I don’t think I ever felt more self-conscious, embarrassed really, than when I started set-leading. I’m the leader and the group, large or small, it makes no difference, is taught to watch and follow my action. I was invited and I agreed to feel and carry my embarrassment and to be seen in a manner to which I’m not accustomed. The group intuitively looks to the set leader for modeling and pace and orientation; they do not know my feelings. When my first set-leader experience was complete I felt foolish and depressed. And I felt stronger and refreshed. It was effortless action carrying my embarrassment even though I'm a novice.
I compare it to crew, i.e. rowing, over long distance for a long time.
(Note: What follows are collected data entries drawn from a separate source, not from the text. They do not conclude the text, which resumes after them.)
//! Type-safe price representation using decimal arithmetic.
//!
//! The store sells in euros only, so a price is just an exact decimal amount
//! that knows how to display itself (`19.90 €`).

use core::fmt;
use core::iter::Sum;
use core::ops::Add;

use rust_decimal::Decimal;
use serde::{Deserialize, Serialize};

/// A price in euros.
///
/// Serialized transparently as the underlying decimal, so it reads both the
/// numeric and the string form the data service may return.
#[derive(Debug, Clone, Copy, PartialEq, Eq, PartialOrd, Ord, Hash, Default, Serialize, Deserialize)]
#[serde(transparent)]
pub struct Price(Decimal);

impl Price {
    /// A price of zero.
    pub const ZERO: Self = Self(Decimal::ZERO);

    /// Highest unit price a product may be listed at (1 000 000.00 €).
    pub const MAX_UNIT: Self = Self(Decimal::from_parts(100_000_000, 0, 0, false, 2));

    /// Create a new price.
    #[must_use]
    pub const fn new(amount: Decimal) -> Self {
        Self(amount)
    }

    /// Create a price from a whole number of cents.
    #[must_use]
    pub fn from_cents(cents: i64) -> Self {
        Self(Decimal::new(cents, 2))
    }

    /// The decimal amount.
    #[must_use]
    pub const fn amount(&self) -> Decimal {
        self.0
    }

    /// Price of `quantity` units at this unit price, saturating at the
    /// largest representable amount.
    #[must_use]
    pub fn times(self, quantity: u32) -> Self {
        Self(self.0.saturating_mul(Decimal::from(quantity)))
    }

    /// Whether the amount is negative.
    #[must_use]
    pub fn is_negative(&self) -> bool {
        self.0 < Decimal::ZERO
    }

    /// Whether this is a valid unit price for a product: not negative and
    /// at most [`Price::MAX_UNIT`].
    #[must_use]
    pub fn is_listable(&self) -> bool {
        !self.is_negative() && *self <= Self::MAX_UNIT
    }
}

impl fmt::Display for Price {
    fn fmt(&self, f: &mut fmt::Formatter<'_>) -> fmt::Result {
        write!(f, "{:.2} €", self.0)
    }
}

impl From<Decimal> for Price {
    fn from(amount: Decimal) -> Self {
        Self(amount)
    }
}

impl Add for Price {
    type Output = Self;

    /// Saturates at the bounds of the decimal range.
    fn add(self, rhs: Self) -> Self::Output {
        Self(self.0.saturating_add(rhs.0))
    }
}

impl Sum for Price {
    fn sum<I: Iterator<Item = Self>>(iter: I) -> Self {
        iter.fold(Self::ZERO, Add::add)
    }
}

impl<'a> Sum<&'a Self> for Price {
    fn sum<I: Iterator<Item = &'a Self>>(iter: I) -> Self {
        iter.copied().sum()
    }
}
//! Orders management route handlers.
//!
//! The listing loads every order newest first, then fans out for each
//! order's customer and items and for the products those items reference.
//! Lookups run concurrently with a bounded number in flight.

use std::collections::{HashMap, HashSet};

use askama::Template;
use axum::{
    Form,
    extract::{Path, State},
    response::{Html, Redirect},
};
use fashion_store_core::{OrderId, OrderStatus, ProductId};
use fashion_store_data::{Customer, DataClient, Order, OrderItem, Product};
use futures::{StreamExt, stream};
use serde::Deserialize;
use tower_sessions::Session;
use tracing::instrument;

use super::{AdminLayout, render};
use crate::{
    error::{AppError, Result},
    filters,
    middleware::RequireAdmin,
    models::{Flash, session::set_flash},
    state::AppState,
};

/// Most data service lookups in flight at once for one page.
const MAX_IN_FLIGHT: usize = 8;

const UNKNOWN_CUSTOMER: &str = "Client inconnu";
const UNKNOWN_PRODUCT: &str = "Produit inconnu";

/// An order with everything the page shows about it.
#[derive(Debug, Clone)]
pub struct OrderDetail {
    pub order: Order,
    pub customer: Option<Customer>,
    pub items: Vec<OrderItem>,
}

/// Status choice in the per-order select.
#[derive(Debug, Clone)]
pub struct StatusOption {
    pub value: &'static str,
    pub label: &'static str,
    pub selected: bool,
}

/// Order line view.
#[derive(Debug, Clone)]
pub struct OrderLineView {
    pub product_name: String,
    pub size: String,
    pub color: String,
    pub quantity: i32,
    pub price: String,
}

/// Order view for templates.
#[derive(Debug, Clone)]
pub struct OrderView {
    pub id: String,
    pub customer_name: String,
    pub customer_email: String,
    pub shipping_address: String,
    pub total: String,
    pub status_label: &'static str,
    pub status_class: &'static str,
    pub statuses: Vec<StatusOption>,
    pub created_at: String,
    pub lines: Vec<OrderLineView>,
}

impl OrderView {
    fn new(detail: &OrderDetail, products: &HashMap<ProductId, Product>) -> Self {
        let order = &detail.order;
        let (customer_name, customer_email) = detail.customer.as_ref().map_or_else(
            || (UNKNOWN_CUSTOMER.to_string(), String::new()),
            |c| (c.name.clone(), c.email.clone()),
        );

        Self {
            id: order.id.to_string(),
            customer_name,
            customer_email,
            shipping_address: order.shipping_address.clone(),
            total: order.total_amount.to_string(),
            status_label: order.status.label(),
            status_class: order.status.badge_class(),
            statuses: OrderStatus::ALL
                .into_iter()
                .map(|status| StatusOption {
                    value: status.as_str(),
                    label: status.label(),
                    selected: status == order.status,
                })
                .collect(),
            created_at: order.created_at.format("%d/%m/%Y %H:%M").to_string(),
            lines: detail
                .items
                .iter()
                .map(|item| OrderLineView {
                    product_name: item
                        .product_id
                        .and_then(|id| products.get(&id))
                        .map_or_else(|| UNKNOWN_PRODUCT.to_string(), |p| p.name.clone()),
                    size: item.size.clone(),
                    color: item.color.clone(),
                    quantity: item.quantity,
                    price: item.price.to_string(),
                })
                .collect(),
        }
    }
}

/// Orders page template.
#[derive(Template)]
#[template(path = "orders/index.html")]
pub struct OrdersIndexTemplate {
    pub layout: AdminLayout,
    pub orders: Vec<OrderView>,
}

/// Status update form data.
#[derive(Debug, Deserialize)]
pub struct StatusForm {
    pub status: String,
}

/// Load the customer and items of one order. A failed lookup shows up as
/// an unknown customer or an order without lines.
async fn load_detail(data: &DataClient, order: Order) -> OrderDetail {
    let order_id = order.id;
    let customer_id = order.customer_id;
    let customer = async {
        match customer_id {
            Some(id) => data.get_customer(id).await,
            None => Ok(None),
        }
    };
    let (customer, items) = tokio::join!(customer, data.list_order_items(order_id));

    OrderDetail {
        customer: customer.unwrap_or_else(|e| {
            tracing::warn!(%order_id, error = %e, "Failed to fetch customer");
            None
        }),
        items: items.unwrap_or_else(|e| {
            tracing::warn!(%order_id, error = %e, "Failed to fetch order items");
            Vec::new()
        }),
        order,
    }
}

/// Fetch every product referenced by `details`, once each.
async fn load_products(data: &DataClient, details: &[OrderDetail]) -> HashMap<ProductId, Product> {
    let ids: HashSet<ProductId> = details
        .iter()
        .flat_map(|d| d.items.iter().filter_map(|item| item.product_id))
        .collect();

    stream::iter(ids)
        .map(|id| data.get_product(id))
        .buffer_unordered(MAX_IN_FLIGHT)
        .filter_map(|result| async move {
            result
                .map_err(|e| tracing::warn!(error = %e, "Failed to fetch product"))
                .ok()
                .flatten()
        })
        .map(|product| (product.id, product))
        .collect()
        .await
}

/// Orders page handler.
#[instrument(skip(admin, state, session))]
pub async fn index(
    RequireAdmin(admin): RequireAdmin,
    State(state): State<AppState>,
    session: Session,
) -> Html<String> {
    let data = admin.data(state.data());

    let orders = data.list_orders().await.unwrap_or_else(|e| {
        tracing::error!(error = %e, "Failed to fetch orders");
        Vec::new()
    });

    let details: Vec<OrderDetail> = stream::iter(orders)
        .map(|order| load_detail(&data, order))
        .buffered(MAX_IN_FLIGHT)
        .collect()
        .await;
    let products = load_products(&data, &details).await;

    render(&OrdersIndexTemplate {
        layout: AdminLayout::new(&state, &admin, &session, "/orders").await,
        orders: details
            .iter()
            .map(|detail| OrderView::new(detail, &products))
            .collect(),
    })
}

/// POST /orders/{id}/status
///
/// Redirects back to the listing, which refetches everything.
#[instrument(skip(admin, state, session))]
pub async fn update_status(
    RequireAdmin(admin): RequireAdmin,
    State(state): State<AppState>,
    session: Session,
    Path(id): Path<OrderId>,
    Form(form): Form<StatusForm>,
) -> Result<Redirect> {
    let status: OrderStatus = form.status.parse().map_err(AppError::BadRequest)?;

    let flash = match admin.data(state.data()).update_order_status(id, status).await {
        Ok(_) => Flash::success(format!("Statut mis à jour : {}", status.label())),
        Err(e) => {
            tracing::error!(order_id = %id, error = %e, "Failed to update order status");
            Flash::error("Impossible de mettre à jour le statut")
        }
    };

    set_flash(&session, flash).await?;
    Ok(Redirect::to("/orders"))
}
I, we, go along, counting strokes, feeling my breathing to manage it, my oar in the water as I place it in, pull it and move it out, hearing water and seeing it move by and feeling the shell move forward and the motion of my seat moving back with my legs and pulling forward with my oar, then out, my, our, motion in synchronicity, and suddenly I blank out and lose track of all of it and me. I’m being in effortless motion I’m powering.
This I don’t recognize until the afterwards from some variance. I awake. I’m amidst the set or movement or imbalance. Or some rare moment I’m in precious harmony and balance and sound. Or I the set-leader calls, “Single whip.” Wake up! I start again and continue and after a bit of time and motion I’m Being again in effortless action. And again, after a moment, for a time I’m somewhere else. I am my body and I am out of my body. I exist and I do not exist. The phenomena of effortless action is miraculous. I return and I feel foolish and depressed and I feel refreshed and stronger -- every -- time.